Saved entries
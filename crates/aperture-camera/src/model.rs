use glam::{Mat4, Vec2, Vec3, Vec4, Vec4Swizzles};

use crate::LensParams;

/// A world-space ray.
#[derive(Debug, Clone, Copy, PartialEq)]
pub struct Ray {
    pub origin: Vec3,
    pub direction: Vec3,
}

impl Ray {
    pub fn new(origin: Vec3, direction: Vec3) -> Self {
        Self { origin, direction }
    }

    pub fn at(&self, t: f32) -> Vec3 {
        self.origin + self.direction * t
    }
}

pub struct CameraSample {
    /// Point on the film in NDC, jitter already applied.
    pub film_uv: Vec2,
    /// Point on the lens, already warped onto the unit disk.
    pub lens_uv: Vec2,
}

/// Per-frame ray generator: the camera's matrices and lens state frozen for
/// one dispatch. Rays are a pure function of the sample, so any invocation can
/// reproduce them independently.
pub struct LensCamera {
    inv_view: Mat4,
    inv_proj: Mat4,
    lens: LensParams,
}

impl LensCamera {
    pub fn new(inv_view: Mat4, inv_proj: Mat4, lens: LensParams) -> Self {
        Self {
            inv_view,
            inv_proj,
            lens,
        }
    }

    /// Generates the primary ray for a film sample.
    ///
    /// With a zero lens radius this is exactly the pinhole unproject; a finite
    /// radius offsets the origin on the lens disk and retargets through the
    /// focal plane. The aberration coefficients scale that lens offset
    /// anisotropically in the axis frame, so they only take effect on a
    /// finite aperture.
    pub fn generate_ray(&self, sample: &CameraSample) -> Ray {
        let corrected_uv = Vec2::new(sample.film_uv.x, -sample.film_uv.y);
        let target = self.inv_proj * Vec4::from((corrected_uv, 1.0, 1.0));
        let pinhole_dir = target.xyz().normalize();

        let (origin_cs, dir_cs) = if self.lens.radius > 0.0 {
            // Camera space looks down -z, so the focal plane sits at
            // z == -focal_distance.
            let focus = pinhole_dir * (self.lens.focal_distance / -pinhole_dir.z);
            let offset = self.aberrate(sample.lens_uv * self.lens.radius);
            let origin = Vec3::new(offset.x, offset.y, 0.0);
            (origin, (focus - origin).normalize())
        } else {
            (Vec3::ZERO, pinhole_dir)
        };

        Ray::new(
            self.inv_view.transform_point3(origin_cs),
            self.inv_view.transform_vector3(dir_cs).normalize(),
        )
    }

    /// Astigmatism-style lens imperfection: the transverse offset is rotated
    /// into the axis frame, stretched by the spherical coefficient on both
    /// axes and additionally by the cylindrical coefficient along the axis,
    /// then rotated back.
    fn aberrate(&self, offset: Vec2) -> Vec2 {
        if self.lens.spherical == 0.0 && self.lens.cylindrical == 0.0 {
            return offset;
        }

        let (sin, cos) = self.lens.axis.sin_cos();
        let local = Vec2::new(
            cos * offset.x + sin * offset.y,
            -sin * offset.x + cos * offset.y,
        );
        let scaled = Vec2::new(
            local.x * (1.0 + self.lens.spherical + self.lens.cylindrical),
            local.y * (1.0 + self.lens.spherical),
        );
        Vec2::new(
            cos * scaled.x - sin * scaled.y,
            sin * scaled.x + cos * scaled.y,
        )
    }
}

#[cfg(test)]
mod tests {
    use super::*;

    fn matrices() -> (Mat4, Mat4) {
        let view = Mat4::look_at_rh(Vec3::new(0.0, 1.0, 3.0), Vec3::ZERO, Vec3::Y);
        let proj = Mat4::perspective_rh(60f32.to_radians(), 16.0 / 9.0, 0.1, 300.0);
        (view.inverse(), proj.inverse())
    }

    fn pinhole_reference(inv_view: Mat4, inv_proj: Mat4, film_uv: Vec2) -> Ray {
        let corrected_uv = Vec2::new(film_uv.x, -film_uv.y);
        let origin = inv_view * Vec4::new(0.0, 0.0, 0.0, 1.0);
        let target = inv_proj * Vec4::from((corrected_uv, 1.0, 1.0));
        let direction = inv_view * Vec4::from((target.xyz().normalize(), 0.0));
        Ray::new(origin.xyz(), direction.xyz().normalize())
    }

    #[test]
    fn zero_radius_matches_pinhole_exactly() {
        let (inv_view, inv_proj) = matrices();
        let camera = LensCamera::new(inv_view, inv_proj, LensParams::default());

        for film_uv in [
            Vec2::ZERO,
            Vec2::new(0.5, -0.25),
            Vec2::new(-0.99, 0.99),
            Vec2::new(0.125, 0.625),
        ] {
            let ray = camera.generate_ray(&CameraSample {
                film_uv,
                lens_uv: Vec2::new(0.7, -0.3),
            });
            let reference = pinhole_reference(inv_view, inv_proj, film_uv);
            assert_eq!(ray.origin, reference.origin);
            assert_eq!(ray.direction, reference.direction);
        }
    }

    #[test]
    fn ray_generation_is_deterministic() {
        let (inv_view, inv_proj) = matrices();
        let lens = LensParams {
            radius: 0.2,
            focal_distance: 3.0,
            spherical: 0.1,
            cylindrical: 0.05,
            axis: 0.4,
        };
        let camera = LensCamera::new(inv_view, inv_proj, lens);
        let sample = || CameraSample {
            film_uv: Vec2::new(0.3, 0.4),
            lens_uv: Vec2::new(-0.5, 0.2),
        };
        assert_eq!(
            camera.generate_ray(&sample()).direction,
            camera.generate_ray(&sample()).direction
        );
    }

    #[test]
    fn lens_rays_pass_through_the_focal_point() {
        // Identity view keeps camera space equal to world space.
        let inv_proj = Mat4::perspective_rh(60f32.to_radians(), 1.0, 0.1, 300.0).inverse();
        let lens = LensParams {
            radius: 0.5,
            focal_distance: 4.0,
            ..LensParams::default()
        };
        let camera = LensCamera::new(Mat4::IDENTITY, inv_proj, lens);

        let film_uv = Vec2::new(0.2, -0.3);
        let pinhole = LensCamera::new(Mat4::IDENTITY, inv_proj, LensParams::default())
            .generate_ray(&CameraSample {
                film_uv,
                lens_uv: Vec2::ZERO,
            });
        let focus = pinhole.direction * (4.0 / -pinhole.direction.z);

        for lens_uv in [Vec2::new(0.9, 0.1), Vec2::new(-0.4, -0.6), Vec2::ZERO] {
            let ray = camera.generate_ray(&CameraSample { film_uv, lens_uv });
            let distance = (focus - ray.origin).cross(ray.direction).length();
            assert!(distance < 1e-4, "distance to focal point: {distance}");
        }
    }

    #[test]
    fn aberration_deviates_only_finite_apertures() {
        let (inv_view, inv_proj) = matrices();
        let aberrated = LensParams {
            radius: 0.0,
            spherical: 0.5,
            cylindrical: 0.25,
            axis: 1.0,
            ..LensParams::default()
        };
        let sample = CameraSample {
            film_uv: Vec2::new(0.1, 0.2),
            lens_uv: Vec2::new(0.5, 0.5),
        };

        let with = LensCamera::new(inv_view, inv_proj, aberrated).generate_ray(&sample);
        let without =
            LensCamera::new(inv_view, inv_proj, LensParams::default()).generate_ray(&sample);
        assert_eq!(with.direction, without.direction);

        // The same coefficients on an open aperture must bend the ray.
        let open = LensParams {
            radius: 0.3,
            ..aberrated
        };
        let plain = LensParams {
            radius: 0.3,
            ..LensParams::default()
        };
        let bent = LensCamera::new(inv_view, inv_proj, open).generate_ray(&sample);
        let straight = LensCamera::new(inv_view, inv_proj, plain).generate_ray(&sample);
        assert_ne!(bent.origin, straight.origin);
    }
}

__Task statement__: Taking care to match every character, output all of the entries above.

__Output__:
filename crates/aperture-camera/src/model.rs
use glam::{Mat4, Vec2, Vec3, Vec4, Vec4Swizzles};

use crate::LensParams;

/// A world-space ray.
#[derive(Debug, Clone, Copy, PartialEq)]
pub struct Ray {
    pub origin: Vec3,
    pub direction: Vec3,
}

impl Ray {
    pub fn new(origin: Vec3, direction: Vec3) -> Self {
        Self { origin, direction }
    }

    pub fn at(&self, t: f32) -> Vec3 {
        self.origin + self.direction * t
    }
}

pub struct CameraSample {
    /// Point on the film in NDC, jitter already applied.
    pub film_uv: Vec2,
    /// Point on the lens, already warped onto the unit disk.
    pub lens_uv: Vec2,
}

/// Per-frame ray generator: the camera's matrices and lens state frozen for
/// one dispatch. Rays are a pure function of the sample, so any invocation can
/// reproduce them independently.
pub struct LensCamera {
    inv_view: Mat4,
    inv_proj: Mat4,
    lens: LensParams,
}

impl LensCamera {
    pub fn new(inv_view: Mat4, inv_proj: Mat4, lens: LensParams) -> Self {
        Self {
            inv_view,
            inv_proj,
            lens,
        }
    }

    /// Generates the primary ray for a film sample.
    ///
    /// With a zero lens radius this is exactly the pinhole unproject; a finite
    /// radius offsets the origin on the lens disk and retargets through the
    /// focal plane. The aberration coefficients scale that lens offset
    /// anisotropically in the axis frame, so they only take effect on a
    /// finite aperture.
    pub fn generate_ray(&self, sample: &CameraSample) -> Ray {
        let corrected_uv = Vec2::new(sample.film_uv.x, -sample.film_uv.y);
        let target = self.inv_proj * Vec4::from((corrected_uv, 1.0, 1.0));
        let pinhole_dir = target.xyz().normalize();

        let (origin_cs, dir_cs) = if self.lens.radius > 0.0 {
            // Camera space looks down -z, so the focal plane sits at
            // z == -focal_distance.
            let focus = pinhole_dir * (self.lens.focal_distance / -pinhole_dir.z);
            let offset = self.aberrate(sample.lens_uv * self.lens.radius);
            let origin = Vec3::new(offset.x, offset.y, 0.0);
            (origin, (focus - origin).normalize())
        } else {
            (Vec3::ZERO, pinhole_dir)
        };

        Ray::new(
            self.inv_view.transform_point3(origin_cs),
            self.inv_view.transform_vector3(dir_cs).normalize(),
        )
    }

    /// Astigmatism-style lens imperfection: the transverse offset is rotated
    /// into the axis frame, stretched by the spherical coefficient on both
    /// axes and additionally by the cylindrical coefficient along the axis,
    /// then rotated back.
    fn aberrate(&self, offset: Vec2) -> Vec2 {
        if self.lens.spherical == 0.0 && self.lens.cylindrical == 0.0 {
            return offset;
        }

        let (sin, cos) = self.lens.axis.sin_cos();
        let local = Vec2::new(
            cos * offset.x + sin * offset.y,
            -sin * offset.x + cos * offset.y,
        );
        let scaled = Vec2::new(
            local.x * (1.0 + self.lens.spherical + self.lens.cylindrical),
            local.y * (1.0 + self.lens.spherical),
        );
        Vec2::new(
            cos * scaled.x - sin * scaled.y,
            sin * scaled.x + cos * scaled.y,
        )
    }
}

#[cfg(test)]
mod tests {
    use super::*;

    fn matrices() -> (Mat4, Mat4) {
        let view = Mat4::look_at_rh(Vec3::new(0.0, 1.0, 3.0), Vec3::ZERO, Vec3::Y);
        let proj = Mat4::perspective_rh(60f32.to_radians(), 16.0 / 9.0, 0.1, 300.0);
        (view.inverse(), proj.inverse())
    }

    fn pinhole_reference(inv_view: Mat4, inv_proj: Mat4, film_uv: Vec2) -> Ray {
        let corrected_uv = Vec2::new(film_uv.x, -film_uv.y);
        let origin = inv_view * Vec4::new(0.0, 0.0, 0.0, 1.0);
        let target = inv_proj * Vec4::from((corrected_uv, 1.0, 1.0));
        let direction = inv_view * Vec4::from((target.xyz().normalize(), 0.0));
        Ray::new(origin.xyz(), direction.xyz().normalize())
    }

    #[test]
    fn zero_radius_matches_pinhole_exactly() {
        let (inv_view, inv_proj) = matrices();
        let camera = LensCamera::new(inv_view, inv_proj, LensParams::default());

        for film_uv in [
            Vec2::ZERO,
            Vec2::new(0.5, -0.25),
            Vec2::new(-0.99, 0.99),
            Vec2::new(0.125, 0.625),
        ] {
            let ray = camera.generate_ray(&CameraSample {
                film_uv,
                lens_uv: Vec2::new(0.7, -0.3),
            });
            let reference = pinhole_reference(inv_view, inv_proj, film_uv);
            assert_eq!(ray.origin, reference.origin);
            assert_eq!(ray.direction, reference.direction);
        }
    }

    #[test]
    fn ray_generation_is_deterministic() {
        let (inv_view, inv_proj) = matrices();
        let lens = LensParams {
            radius: 0.2,
            focal_distance: 3.0,
            spherical: 0.1,
            cylindrical: 0.05,
            axis: 0.4,
        };
        let camera = LensCamera::new(inv_view, inv_proj, lens);
        let sample = || CameraSample {
            film_uv: Vec2::new(0.3, 0.4),
            lens_uv: Vec2::new(-0.5, 0.2),
        };
        assert_eq!(
            camera.generate_ray(&sample()).direction,
            camera.generate_ray(&sample()).direction
        );
    }

    #[test]
    fn lens_rays_pass_through_the_focal_point() {
        // Identity view keeps camera space equal to world space.
        let inv_proj = Mat4::perspective_rh(60f32.to_radians(), 1.0, 0.1, 300.0).inverse();
        let lens = LensParams {
            radius: 0.5,
            focal_distance: 4.0,
            ..LensParams::default()
        };
        let camera = LensCamera::new(Mat4::IDENTITY, inv_proj, lens);

        let film_uv = Vec2::new(0.2, -0.3);
        let pinhole = LensCamera::new(Mat4::IDENTITY, inv_proj, LensParams::default())
            .generate_ray(&CameraSample {
                film_uv,
                lens_uv: Vec2::ZERO,
            });
        let focus = pinhole.direction * (4.0 / -pinhole.direction.z);

        for lens_uv in [Vec2::new(0.9, 0.1), Vec2::new(-0.4, -0.6), Vec2::ZERO] {
            let ray = camera.generate_ray(&CameraSample { film_uv, lens_uv });
            let distance = (focus - ray.origin).cross(ray.direction).length();
            assert!(distance < 1e-4, "distance to focal point: {distance}");
        }
    }

    #[test]
    fn aberration_deviates_only_finite_apertures() {
        let (inv_view, inv_proj) = matrices();
        let aberrated = LensParams {
            radius: 0.0,
            spherical: 0.5,
            cylindrical: 0.25,
            axis: 1.0,
            ..LensParams::default()
        };
        let sample = CameraSample {
            film_uv: Vec2::new(0.1, 0.2),
            lens_uv: Vec2::new(0.5, 0.5),
        };

        let with = LensCamera::new(inv_view, inv_proj, aberrated).generate_ray(&sample);
        let without =
            LensCamera::new(inv_view, inv_proj, LensParams::default()).generate_ray(&sample);
        assert_eq!(with.direction, without.direction);

        // The same coefficients on an open aperture must bend the ray.
        let open = LensParams {
            radius: 0.3,
            ..aberrated
        };
        let plain = LensParams {
            radius: 0.3,
            ..LensParams::default()
        };
        let bent = LensCamera::new(inv_view, inv_proj, open).generate_ray(&sample);
        let straight = LensCamera::new(inv_view, inv_proj, plain).generate_ray(&sample);
        assert_ne!(bent.origin, straight.origin);
    }
}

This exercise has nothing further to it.